A former national security official and friend of Brennan, who asked not to be identified, is disgusted by what happened.

“Ninety-nine percent of” what the CIA has been doing since Sept. 11 “is not related to torture, but now everybody is tarred with this brush,” he said.

“The dirty little secret, “ he added, “is that very little has been going on since [Sept. 11] that hasn’t gone on for the last 30 years.”

By that standard, almost anybody who’s worked in operations — like the much-touted former CIA station chief Jack Devine, or the current heads of the agency’s clandestine services, Stephen Kappes and Michael Sulick — has a skeleton in the closet.

“They are going to have to go outside of that circle,” says a recently retired CIA division chief.

The article goes on to suggest Bill Bradley for the job, about which I have no firm opinion, except it’s good to hear that someone other than a participant in the torture regime (even with only *slightly* grubby hands) might be considered acceptable to some in the intelligence community.

I still have some doubts that it was only the “ill-informed” liberal bloggers who forced Brennan out of the running. Indeed, as hard as it may be to believe, it may even be possible that Obama and his top people agree with the scruffy hippies that members of the intelligence communities who were in the top echelon of the torture regime shouldn’t be running agencies in the new administration. It makes his foreign policy much tougher if he doesn’t clean house on these matters.

We all know that the kinds of things the CIA did during this period were not exactly new. (In fact, kidnapping, torture and indefinite imprisonment go back to the beginning of time.) But in the wake of revelations of similar abuses in the 1970s the country had formed a legal and cultural consensus that the United States could not do these things and live up to our ideals, even if it was in the name of national security. Saying they continued to do these things illegally and in secret is hardly a defense.

But Bush went further than that. The Cheney torture regime was designed to normalize and legalize these behaviors through a fringe theory of presidential infallibility that hadn’t been heard of since Nixon’s ignominious fall. People at high levels, like Brennan, who went along with this nefarious scheme committed a double crime — one against the statutes on the books and one against the constitution itself, by allowing the president to use a crackpot theory to immunize their behaviors through unconstitutional means. None of them should ever be allowed near powerful positions in government again.

I’ve been saying for some time that the pressure coming from the intelligence community to quickly and quietly “dispose” of this torture issue was going to be intense. And while I’m disappointed that the new administration seems to be taking prosecutions off the menu (and I believe it is a mistake) I am very pleased that they seem not to be inclined to appoint people who were directly involved in the torture regime simply to appease those who committed the crimes. That’s a necessary step in the right direction.

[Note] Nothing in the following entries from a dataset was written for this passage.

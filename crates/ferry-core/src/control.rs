//! Stop signals for in-flight jobs.
//!
//! Each admitted job registers an `AbortHandle`. Pause and cancel both trip
//! the same token; the reason tells the job task which status to land in.

use std::collections::HashMap;
use std::sync::atomic::{AtomicU8, Ordering};
use std::sync::{Arc, Mutex, MutexGuard, PoisonError};

use tokio_util::sync::CancellationToken;

use crate::job::JobId;

/// Why a job was asked to stop.
#[derive(Debug, Clone, Copy, PartialEq, Eq)]
pub enum AbortReason {
    Pause,
    Cancel { preserve_partial: bool },
}

const REASON_NONE: u8 = 0;
const REASON_PAUSE: u8 = 1;
const REASON_CANCEL: u8 = 2;
const REASON_CANCEL_PRESERVE: u8 = 3;

/// Cloneable stop signal handed to the transfer path.
#[derive(Debug, Clone, Default)]
pub struct AbortHandle {
    token: CancellationToken,
    reason: Arc<AtomicU8>,
    /// Tripped by the job task once it stopped touching the part file.
    done: CancellationToken,
}

impl AbortHandle {
    pub fn new() -> Self {
        Self::default()
    }

    /// First reason wins; later requests only re-trip the token.
    pub fn abort(&self, reason: AbortReason) {
        let code = match reason {
            AbortReason::Pause => REASON_PAUSE,
            AbortReason::Cancel {
                preserve_partial: false,
            } => REASON_CANCEL,
            AbortReason::Cancel {
                preserve_partial: true,
            } => REASON_CANCEL_PRESERVE,
        };
        let _ = self
            .reason
            .compare_exchange(REASON_NONE, code, Ordering::AcqRel, Ordering::Acquire);
        self.token.cancel();
    }

    pub fn is_aborted(&self) -> bool {
        self.token.is_cancelled()
    }

    pub fn reason(&self) -> Option<AbortReason> {
        match self.reason.load(Ordering::Acquire) {
            REASON_PAUSE => Some(AbortReason::Pause),
            REASON_CANCEL => Some(AbortReason::Cancel {
                preserve_partial: false,
            }),
            REASON_CANCEL_PRESERVE => Some(AbortReason::Cancel {
                preserve_partial: true,
            }),
            _ => None,
        }
    }

    /// Resolves once `abort` has been called.
    pub async fn aborted(&self) {
        self.token.cancelled().await
    }

    pub fn mark_finished(&self) {
        self.done.cancel();
    }

    pub fn is_finished(&self) -> bool {
        self.done.is_cancelled()
    }

    /// Resolves once the job task has exited.
    pub async fn finished(&self) {
        self.done.cancelled().await
    }
}

/// Job id -> abort handle for every job holding a slot.
#[derive(Default)]
pub struct JobControl {
    jobs: Mutex<HashMap<JobId, AbortHandle>>,
}

impl JobControl {
    pub fn new() -> Self {
        Self::default()
    }

    fn lock(&self) -> MutexGuard<'_, HashMap<JobId, AbortHandle>> {
        self.jobs.lock().unwrap_or_else(PoisonError::into_inner)
    }

    /// Register a newly admitted job and return its handle.
    pub fn register(&self, job_id: &str) -> AbortHandle {
        let handle = AbortHandle::new();
        self.lock().insert(job_id.to_string(), handle.clone());
        handle
    }

    pub fn get(&self, job_id: &str) -> Option<AbortHandle> {
        self.lock().get(job_id).cloned()
    }

    pub fn unregister(&self, job_id: &str) {
        self.lock().remove(job_id);
    }

    /// Signal a running job. Returns false if it is not registered.
    pub fn request_abort(&self, job_id: &str, reason: AbortReason) -> bool {
        match self.lock().get(job_id) {
            Some(handle) => {
                handle.abort(reason);
                true
            }
            None => false,
        }
    }

    /// Trip every registered handle (engine shutdown).
    pub fn abort_all(&self, reason: AbortReason) {
        for handle in self.lock().values() {
            handle.abort(reason);
        }
    }

    pub fn is_registered(&self, job_id: &str) -> bool {
        self.lock().contains_key(job_id)
    }
}
//! SQLite history (sqlx): one row per job and per schedule entry, upserted.

use std::path::{Path, PathBuf};

use anyhow::{Context, Result};
use async_trait::async_trait;
use chrono::{DateTime, Utc};
use sqlx::sqlite::{SqliteConnectOptions, SqlitePoolOptions};
use sqlx::{Pool, Row, Sqlite};

use super::HistoryStore;
use crate::job::{unix_timestamp, Job, JobSnapshot, JobStatus, Priority};
use crate::schedule::{ScheduleEntry, ScheduleStatus};

#[derive(Clone)]
pub struct SqliteHistory {
    pool: Pool<Sqlite>,
}

impl SqliteHistory {
    /// `<state_dir>/history.db`.
    pub fn default_path(state_dir: &Path) -> PathBuf {
        state_dir.join("history.db")
    }

    /// Open (or create) the database at `path`, creating parent directories.
    pub async fn open_at(path: impl AsRef<Path>) -> Result<Self> {
        let path = path.as_ref();
        if let Some(parent) = path.parent() {
            tokio::fs::create_dir_all(parent).await?;
        }
        let opts = SqliteConnectOptions::new()
            .filename(path)
            .create_if_missing(true);
        let pool = SqlitePoolOptions::new()
            .max_connections(4)
            .connect_with(opts)
            .await
            .with_context(|| format!("open history db {}", path.display()))?;
        let db = SqliteHistory { pool };
        db.migrate().await?;
        Ok(db)
    }

    #[cfg(test)]
    pub(crate) async fn open_memory() -> Result<Self> {
        let pool = SqlitePoolOptions::new()
            .max_connections(1)
            .connect("sqlite::memory:")
            .await?;
        let db = SqliteHistory { pool };
        db.migrate().await?;
        Ok(db)
    }

    async fn migrate(&self) -> Result<()> {
        sqlx::query(
            r#"
            CREATE TABLE IF NOT EXISTS jobs (
                id TEXT PRIMARY KEY,
                url TEXT NOT NULL,
                destination TEXT NOT NULL,
                owner TEXT NOT NULL,
                status TEXT NOT NULL,
                priority TEXT NOT NULL,
                bytes_total INTEGER NOT NULL,
                bytes_done INTEGER NOT NULL,
                retry_count INTEGER NOT NULL,
                last_error TEXT,
                created_at INTEGER NOT NULL,
                started_at INTEGER,
                ended_at INTEGER,
                updated_at INTEGER NOT NULL
            );
            "#,
        )
        .execute(&self.pool)
        .await?;
        sqlx::query(
            r#"
            CREATE TABLE IF NOT EXISTS schedules (
                id TEXT PRIMARY KEY,
                url TEXT NOT NULL,
                destination TEXT NOT NULL,
                owner TEXT NOT NULL,
                priority TEXT NOT NULL,
                trigger_time TEXT NOT NULL,
                status TEXT NOT NULL,
                job_id TEXT,
                error TEXT,
                updated_at INTEGER NOT NULL
            );
            "#,
        )
        .execute(&self.pool)
        .await?;
        Ok(())
    }

    async fn upsert_job(&self, job: &JobSnapshot) -> Result<()> {
        sqlx::query(
            r#"
            INSERT INTO jobs (
                id, url, destination, owner, status, priority,
                bytes_total, bytes_done, retry_count, last_error,
                created_at, started_at, ended_at, updated_at
            ) VALUES (?1, ?2, ?3, ?4, ?5, ?6, ?7, ?8, ?9, ?10, ?11, ?12, ?13, ?14)
            ON CONFLICT(id) DO UPDATE SET
                destination = excluded.destination,
                status = excluded.status,
                priority = excluded.priority,
                bytes_total = excluded.bytes_total,
                bytes_done = excluded.bytes_done,
                retry_count = excluded.retry_count,
                last_error = excluded.last_error,
                started_at = excluded.started_at,
                ended_at = excluded.ended_at,
                updated_at = excluded.updated_at
            "#,
        )
        .bind(&job.id)
        .bind(&job.url)
        .bind(job.destination_path.to_string_lossy().into_owned())
        .bind(&job.owner)
        .bind(job.status.as_str())
        .bind(job.priority.as_str())
        .bind(job.bytes_total as i64)
        .bind(job.bytes_done as i64)
        .bind(job.retry_count as i64)
        .bind(&job.last_error)
        .bind(job.created_at)
        .bind(job.started_at)
        .bind(job.ended_at)
        .bind(unix_timestamp())
        .execute(&self.pool)
        .await?;
        Ok(())
    }

    async fn upsert_schedule(&self, e: &ScheduleEntry) -> Result<()> {
        sqlx::query(
            r#"
            INSERT INTO schedules (
                id, url, destination, owner, priority, trigger_time,
                status, job_id, error, updated_at
            ) VALUES (?1, ?2, ?3, ?4, ?5, ?6, ?7, ?8, ?9, ?10)
            ON CONFLICT(id) DO UPDATE SET
                status = excluded.status,
                job_id = excluded.job_id,
                error = excluded.error,
                updated_at = excluded.updated_at
            "#,
        )
        .bind(&e.schedule_id)
        .bind(&e.url)
        .bind(e.destination_path.to_string_lossy().into_owned())
        .bind(&e.owner)
        .bind(e.priority.as_str())
        .bind(e.trigger_time.to_rfc3339())
        .bind(e.status.as_str())
        .bind(&e.job_id)
        .bind(&e.error)
        .bind(unix_timestamp())
        .execute(&self.pool)
        .await?;
        Ok(())
    }

    /// Recorded jobs, newest first.
    pub async fn list_jobs(&self) -> Result<Vec<Job>> {
        let rows = sqlx::query(
            r#"
            SELECT id, url, destination, owner, status, priority, bytes_total,
                   bytes_done, retry_count, last_error, created_at, started_at, ended_at
            FROM jobs
            ORDER BY created_at DESC, id DESC
            "#,
        )
        .fetch_all(&self.pool)
        .await?;

        let mut out = Vec::with_capacity(rows.len());
        for row in rows {
            let status: String = row.get("status");
            let priority: String = row.get("priority");
            let destination: String = row.get("destination");
            out.push(Job {
                id: row.get("id"),
                url: row.get("url"),
                destination_path: PathBuf::from(destination),
                owner: row.get("owner"),
                status: status.parse::<JobStatus>().map_err(anyhow::Error::msg)?,
                priority: priority.parse::<Priority>().map_err(anyhow::Error::msg)?,
                bytes_total: row.get::<i64, _>("bytes_total") as u64,
                bytes_done: row.get::<i64, _>("bytes_done") as u64,
                transfer_rate: 0.0,
                finalizing: false,
                retry_count: row.get::<i64, _>("retry_count") as u32,
                last_error: row.get("last_error"),
                created_at: row.get("created_at"),
                started_at: row.get("started_at"),
                ended_at: row.get("ended_at"),
            });
        }
        Ok(out)
    }

    /// Recorded schedule entries by trigger time.
    pub async fn list_schedules(&self) -> Result<Vec<ScheduleEntry>> {
        let rows = sqlx::query(
            r#"
            SELECT id, url, destination, owner, priority, trigger_time, status, job_id, error
            FROM schedules
            ORDER BY trigger_time ASC
            "#,
        )
        .fetch_all(&self.pool)
        .await?;

        let mut out = Vec::with_capacity(rows.len());
        for row in rows {
            let priority: String = row.get("priority");
            let trigger: String = row.get("trigger_time");
            let status: String = row.get("status");
            let destination: String = row.get("destination");
            out.push(ScheduleEntry {
                schedule_id: row.get("id"),
                url: row.get("url"),
                destination_path: PathBuf::from(destination),
                owner: row.get("owner"),
                priority: priority.parse::<Priority>().map_err(anyhow::Error::msg)?,
                trigger_time: DateTime::parse_from_rfc3339(&trigger)?.with_timezone(&Utc),
                status: parse_schedule_status(&status)?,
                job_id: row.get("job_id"),
                error: row.get("error"),
                settled_at: None,
            });
        }
        Ok(out)
    }
}

fn parse_schedule_status(s: &str) -> Result<ScheduleStatus> {
    Ok(match s {
        "pending" => ScheduleStatus::Pending,
        "fired" => ScheduleStatus::Fired,
        "cancelled" => ScheduleStatus::Cancelled,
        "failed" => ScheduleStatus::Failed,
        other => anyhow::bail!("unknown schedule status: {other}"),
    })
}

#[async_trait]
impl HistoryStore for SqliteHistory {
    async fn record_job_created(&self, job: &JobSnapshot) -> Result<()> {
        self.upsert_job(job).await
    }

    async fn record_job_updated(&self, job: &JobSnapshot) -> Result<()> {
        self.upsert_job(job).await
    }

    async fn record_schedule_created(&self, entry: &ScheduleEntry) -> Result<()> {
        self.upsert_schedule(entry).await
    }

    async fn record_schedule_updated(&self, entry: &ScheduleEntry) -> Result<()> {
        self.upsert_schedule(entry).await
    }
}

#[cfg(test)]
mod tests {
    use super::*;
    use crate::job::JobRequest;
    use crate::schedule::TimeScheduler;

    fn job(id: &str, status: JobStatus) -> Job {
        Job {
            id: id.into(),
            url: format!("https://example.com/{id}"),
            destination_path: PathBuf::from(format!("/tmp/{id}")),
            owner: "alice".into(),
            status,
            priority: Priority::High,
            bytes_total: 100,
            bytes_done: 40,
            transfer_rate: 12.5,
            finalizing: false,
            retry_count: 1,
            last_error: Some("HTTP 503".into()),
            created_at: 1_700_000_000,
            started_at: Some(1_700_000_001),
            ended_at: None,
        }
    }

    #[tokio::test]
    async fn job_upsert_roundtrip() {
        let db = SqliteHistory::open_memory().await.unwrap();
        db.record_job_created(&job("a", JobStatus::Pending)).await.unwrap();
        let mut done = job("a", JobStatus::Completed);
        done.bytes_done = 100;
        done.ended_at = Some(1_700_000_050);
        db.record_job_updated(&done).await.unwrap();

        let jobs = db.list_jobs().await.unwrap();
        assert_eq!(jobs.len(), 1);
        let j = &jobs[0];
        assert_eq!(j.status, JobStatus::Completed);
        assert_eq!(j.bytes_done, 100);
        assert_eq!(j.priority, Priority::High);
        assert_eq!(j.last_error.as_deref(), Some("HTTP 503"));
        assert_eq!(j.ended_at, Some(1_700_000_050));
        assert_eq!(j.transfer_rate, 0.0);
    }

    #[tokio::test]
    async fn schedule_upsert_roundtrip() {
        let db = SqliteHistory::open_memory().await.unwrap();
        let sched = TimeScheduler::new();
        let entry = sched.schedule(
            &JobRequest::new("https://example.com/n.iso", "/tmp/n.iso"),
            Utc::now(),
        );
        db.record_schedule_created(&entry).await.unwrap();
        sched.take_due(Utc::now());
        let fired = sched.record_job(&entry.schedule_id, "job-1").unwrap();
        db.record_schedule_updated(&fired).await.unwrap();

        let rows = db.list_schedules().await.unwrap();
        assert_eq!(rows.len(), 1);
        assert_eq!(rows[0].status, ScheduleStatus::Fired);
        assert_eq!(rows[0].job_id.as_deref(), Some("job-1"));
        assert_eq!(rows[0].trigger_time.timestamp(), entry.trigger_time.timestamp());
    }

    #[tokio::test]
    async fn open_at_creates_file() {
        let dir = tempfile::tempdir().unwrap();
        let path = SqliteHistory::default_path(&dir.path().join("state"));
        let db = SqliteHistory::open_at(&path).await.unwrap();
        db.record_job_created(&job("b", JobStatus::Failed)).await.unwrap();
        assert!(path.exists());
        assert_eq!(db.list_jobs().await.unwrap().len(), 1);
    }
}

There was never a guarantee that any new administration wouldn’t cave completely on this one. Many important members of the political establishment, as well as people in the country at large, think torture is a good idea. They wish it could be used more here in America (except on wealthy elites,of course, who suffer enough punishment just by having their names on the police blotter.) What seems like an obvious and necessary change to most of us isn’t all that easy when you have the whole intelligence and national security apparatus saying that you’ll be responsible for killing Americans in their beds if you don’t do what they want you to do.

According to polling, only around 30% of the public think torture is never justified. It’s not a popular issue.

Update: Greenwald has much more on several aspects of this issue. (Scroll down to the next post as well.)

As he says, it’s our responsibility as engaged citizens to keep our eye on this, regardless of which party is in charge. The intelligence establishment is very powerful.